What you have to do: All lines holding the word "ClientNotFound" are to be copied from the records beneath.

*** Opening Supplied records ***

impl Persistence {
    /// Creates a new persistence adapter with an in-memory `SQLite` database.
    ///
    /// Each call receives a unique shared-cache database instance.
    ///
    /// # Errors
    ///
    /// Returns an error if the database cannot be initialized.
    pub fn new_in_memory() -> Result<Self, PersistenceError> {
        let db_id = DB_COUNTER.fetch_add(1, Ordering::SeqCst);
        let shared_memory_url = format!("file:clinica_mem_{db_id}?mode=memory&cache=shared");

        let mut conn: SqliteConnection =
            backend::sqlite::open_store(&shared_memory_url, JournalMode::Default)?;
        conn.verify_foreign_key_enforcement()?;

        Ok(Self { conn })
    }

    /// Creates a new persistence adapter with a file-based `SQLite` database.
    ///
    /// # Errors
    ///
    /// Returns an error if the database cannot be opened or initialized.
    pub fn new_with_file<P: AsRef<Path>>(path: P) -> Result<Self, PersistenceError> {
        let path_str = path.as_ref().to_str().ok_or_else(|| {
            PersistenceError::InitializationError("Invalid database path".to_string())
        })?;

        let mut conn: SqliteConnection = backend::sqlite::open_store(path_str, JournalMode::Wal)?;
        conn.verify_foreign_key_enforcement()?;

        Ok(Self { conn })
    }

    /// Verifies that foreign key enforcement is enabled.
    ///
    /// # Errors
    ///
    /// Returns an error if foreign key enforcement is not enabled.
    pub fn verify_foreign_key_enforcement(&mut self) -> Result<(), PersistenceError> {
        self.conn.verify_foreign_key_enforcement()
    }

    // ========================================================================
    // Catalog (clients, staff, procedures)
    // ========================================================================

    /// Registers a client.
    ///
    /// # Errors
    ///
    /// Returns an error if the insert fails.
    pub fn create_client(
        &mut self,
        name: &str,
        now: OffsetDateTime,
    ) -> Result<i64, PersistenceError> {
        mutations::catalog::create_client(&mut self.conn, name, now)
    }

    /// Retrieves a client.
    ///
    /// # Errors
    ///
    /// Returns an error if the query fails.
    pub fn get_client(&mut self, client_id: i64) -> Result<Option<ClientRecord>, PersistenceError> {
        queries::catalog::get_client(&mut self.conn, client_id)
    }

    /// Returns true if the client exists.
    ///
    /// # Errors
    ///
    /// Returns an error if the query fails.
    pub fn client_exists(&mut self, client_id: i64) -> Result<bool, PersistenceError> {
        queries::catalog::client_exists(&mut self.conn, client_id)
    }

    /// Registers a staff member.
    ///
    /// # Errors
    ///
    /// Returns an error if the insert fails.
    pub fn create_staff(
        &mut self,
        display_name: &str,
        role: StaffRole,
    ) -> Result<i64, PersistenceError> {
        mutations::catalog::create_staff(&mut self.conn, display_name, role)
    }

    /// Retrieves a staff member.
    ///
    /// # Errors
    ///
    /// Returns an error if the query fails.
    pub fn get_staff(&mut self, staff_id: i64) -> Result<Option<StaffMember>, PersistenceError> {
        queries::catalog::get_staff(&mut self.conn, staff_id)
    }

    /// Adds a procedure to the catalog.
    ///
    /// # Errors
    ///
    /// Returns an error if the price is not positive or the insert fails.
    pub fn create_procedure(&mut self, procedure: &NewProcedure) -> Result<i64, PersistenceError> {
        mutations::catalog::create_procedure(&mut self.conn, procedure)
    }

    /// Activates or deactivates a procedure.
    ///
    /// # Errors
    ///
    /// Returns an error if the procedure does not exist or the update fails.
    pub fn set_procedure_active(
        &mut self,
        procedure_id: i64,
        is_active: bool,
    ) -> Result<(), PersistenceError> {
        mutations::catalog::set_procedure_active(&mut self.conn, procedure_id, is_active)
    }

    /// Retrieves a procedure from the catalog.
    ///
    /// # Errors
    ///
    /// Returns an error if the query fails.
    pub fn get_procedure(
        &mut self,
        procedure_id: i64,
    ) -> Result<Option<Procedure>, PersistenceError> {
        queries::catalog::get_procedure(&mut self.conn, procedure_id)
    }

    /// Lists the procedure catalog.
    ///
    /// # Errors
    ///
    /// Returns an error if the query fails.
    pub fn list_procedures(&mut self) -> Result<Vec<Procedure>, PersistenceError> {
        queries::catalog::list_procedures(&mut self.conn)
    }

    // ========================================================================
    // Case commands
    // ========================================================================

    /// Opens a case in `triage` for an existing client.
    ///
    /// # Errors
    ///
    /// Returns `DomainError::ClientNotFound` (as `CommandRejected`) if the
    /// client does not exist, or an error if a write fails.
    pub fn open_case(
        &mut self,
        client_id: i64,
        evaluator_id: Option<i64>,
        notes: Option<String>,
        actor: Actor,
        cause: Cause,
        now: OffsetDateTime,
    ) -> Result<OpenedCase, PersistenceError> {
        self.conn
            .immediate_transaction::<_, PersistenceError, _>(|conn| {
                if !queries::catalog::client_exists(conn, client_id)? {
                    return Err(DomainError::ClientNotFound(client_id).into());
                }

                let result: OpenCaseResult =
                    apply_open_case(client_id, evaluator_id, notes, actor, cause, now);
                let case_id: i64 = mutations::cases::insert_case(conn, &result.new_case)?;
                let event_id: i64 =
                    mutations::events::insert_case_event(conn, case_id, &result.audit_event, now)?;

                info!(case_id, client_id, event_id, "Opened case");
                Ok(OpenedCase {
                    case: result.new_case.into_case(case_id),
                    event_id,
                })
            })
    }

    /// Applies a command to a case and commits everything it changed.
    ///
    /// Loading the case, deciding the command and writing the case row,
    /// the outcome rows and the audit event happen in one immediate
    /// transaction. Nothing is written when the command is rejected.
    ///
    /// # Errors
    ///
    /// - `PersistenceError::CommandRejected` if a business rule refuses it.
    /// - `PersistenceError::ConcurrentModification` if an item increment
    ///   would overpay it.
    /// - Any database error.
    pub fn apply_case_command(
        &mut self,
        case_id: i64,
        command: Command,
        actor: Actor,
        cause: Cause,
        now: OffsetDateTime,
    ) -> Result<CommittedCommand, PersistenceError> {
        self.conn
            .immediate_transaction::<_, PersistenceError, _>(|conn| {
                let state: CaseState = queries::cases::load_case_state(conn, case_id)?;
                let transition: CaseTransition = apply(&state, command, actor, cause, now)?;

                mutations::cases::update_case(conn, &transition.new_state.case)?;
                let created_id: Option<i64> =
                    mutations::cases::persist_outcome(conn, case_id, &transition.outcome, now)?;
                let event_id: i64 = mutations::events::insert_case_event(
                    conn,
                    case_id,
                    &transition.audit_event,
                    now,
                )?;

                info!(
                    case_id,
                    event_id,
                    action = %transition.audit_event.action.name,
                    status = %transition.new_state.case.status,
                    "Committed case command"
                );

                let mut new_state: CaseState = transition.new_state;
                if created_id.is_some() {
                    // Reload so the state carries the ids assigned by the database.
                    new_state = queries::cases::load_case_state(conn, case_id)?;
                }

                Ok(CommittedCommand {
                    event_id,
                    state: new_state,
                    outcome: transition.outcome,
                    created_id,
                })
            })
    }

    /// Schedules installments for a case's outstanding balance.
    ///
    /// Numbering continues after any installments already stored. Earlier
    /// installments that are still open are marked replaced.
    ///
    /// # Errors
    ///
    /// Returns `CommandRejected` if the case is finalized, nothing is owed
    /// or `count` is invalid, or an error if a write fails.
    #[allow(clippy::too_many_arguments)]
    pub fn schedule_installments(
        &mut self,
        case_id: i64,
        count: u32,
        first_due: Date,
        interval_days: u32,
        actor: Actor,
        cause: Cause,
        now: OffsetDateTime,
    ) -> Result<Vec<Installment>, PersistenceError> {
        self.conn
            .immediate_transaction::<_, PersistenceError, _>(|conn| {
                let state: CaseState = queries::cases::load_case_state(conn, case_id)?;
                let existing: Vec<Installment> =
                    queries::installments::list_installments(conn, case_id)?;
                let plan: InstallmentPlan = apply_schedule_installments(
                    &state,
                    &existing,
                    count,
                    first_due,
                    interval_days,
                    actor,
                    cause,
                )?;

                mutations::installments::mark_installments_replaced(conn, &plan.replaced)?;
                mutations::installments::insert_installments(conn, case_id, &plan.entries)?;
                let event_id: i64 =
                    mutations::events::insert_case_event(conn, case_id, &plan.audit_event, now)?;
                info!(
                    case_id,
                    event_id,
                    count,
                    replaced = plan.replaced.len(),
                    "Scheduled installments"
                );

                queries::installments::list_installments(conn, case_id)
            })
    }

    /// Marks an installment as paid by a payment of the same case.
    ///
    /// # Errors
    ///
    /// Returns `CommandRejected` if the installment or payment does not
    /// exist, the payment belongs to another case or the installment was
    /// already settled, or an error if a write fails.
    pub fn settle_installment(
        &mut self,
        installment_id: i64,
        payment_id: i64,
        actor: Actor,
        cause: Cause,
        now: OffsetDateTime,
    ) -> Result<Installment, PersistenceError> {
        self.conn
            .immediate_transaction::<_, PersistenceError, _>(|conn| {
                let installment: Installment =
                    queries::installments::get_installment(conn, installment_id)?
                        .ok_or(DomainError::InstallmentNotFound(installment_id))?;
                let payment: Payment = queries::cases::get_payment(conn, payment_id)?
                    .ok_or(DomainError::PaymentNotFound(payment_id))?;
                let state: CaseState =
                    queries::cases::load_case_state(conn, installment.case_id)?;

                let settlement: InstallmentSettlement =
                    apply_settle_installment(&state, &installment, &payment, actor, cause, now)?;

                mutations::installments::mark_installment_paid(conn, &settlement.installment)?;
                let event_id: i64 = mutations::events::insert_case_event(
                    conn,
                    installment.case_id,
                    &settlement.audit_event,
                    now,
                )?;
                info!(
                    case_id = installment.case_id,
                    installment_id,
                    payment_id,
                    event_id,
                    "Settled installment"
                );

                Ok(settlement.installment)
            })
    }

    // ========================================================================
    // Case queries
    // ========================================================================

    /// Retrieves a case row.
    ///
    /// # Errors
    ///
    /// Returns `CommandRejected(CaseNotFound)` if the case does not exist.
    pub fn get_case(&mut self, case_id: i64) -> Result<Case, PersistenceError> {
        queries::cases::get_case(&mut self.conn, case_id)
    }

    /// Retrieves an item by id.
    ///
    /// # Errors
    ///
    /// Returns an error if the query fails.
    pub fn get_item(&mut self, item_id: i64) -> Result<Option<Item>, PersistenceError> {
        queries::cases::get_item(&mut self.conn, item_id)
    }

    /// Loads everything the command layer needs to decide a command.
    ///
    /// # Errors
    ///
    /// Returns `CommandRejected(CaseNotFound)` if the case does not exist.
    pub fn load_case_state(&mut self, case_id: i64) -> Result<CaseState, PersistenceError> {
        queries::cases::load_case_state(&mut self.conn, case_id)
    }

    /// Builds the full summary of a case.
    ///
    /// # Errors
    ///
    /// Returns `CommandRejected(CaseNotFound)` if the case does not exist.
    pub fn get_case_summary(&mut self, case_id: i64) -> Result<CaseSummary, PersistenceError> {
        self.conn
            .transaction::<_, PersistenceError, _>(|conn| {
                queries::cases::get_case_summary(conn, case_id)
            })
    }

    /// Lists the audit trail of a case.
    ///
    /// # Errors
    ///
    /// Returns an error if the trail cannot be read.
    pub fn list_case_events(
        &mut self,
        case_id: i64,
    ) -> Result<Vec<CaseEventRecord>, PersistenceError> {
        queries::events::list_case_events(&mut self.conn, case_id)
    }

    /// The statuses a case went through, in order, read from its audit trail.
    ///
    /// # Errors
    ///
    /// Returns an error if the trail cannot be read.
    pub fn status_walk(&mut self, case_id: i64) -> Result<Vec<CaseStatus>, PersistenceError> {
        queries::events::status_walk(&mut self.conn, case_id)
    }

    /// Sum of every allocation applied to an item.
    ///
    /// # Errors
    ///
    /// Returns an error if the query fails.
    pub fn allocated_to_item(&mut self, item_id: i64) -> Result<Money, PersistenceError> {
        queries::cases::allocated_to_item(&mut self.conn, item_id)
    }

    /// Lists the installments of a case.
    ///
    /// # Errors
    ///
    /// Returns an error if the query fails.
    pub fn list_installments(
        &mut self,
        case_id: i64,
    ) -> Result<Vec<Installment>, PersistenceError> {
        queries::installments::list_installments(&mut self.conn, case_id)
    }

    /// Lists every case waiting for payment with its balance.
    ///
    /// # Errors
    ///
    /// Returns an error if a query fails.
    pub fn awaiting_payment_report(
        &mut self,
    ) -> Result<Vec<AwaitingPaymentEntry>, PersistenceError> {
        self.conn
            .transaction::<_, PersistenceError, _>(queries::reports::awaiting_payment_report)
    }
}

*** Closing Supplied records ***

Task response:
    /// Returns `DomainError::ClientNotFound` (as `CommandRejected`) if the
                    return Err(DomainError::ClientNotFound(client_id).into());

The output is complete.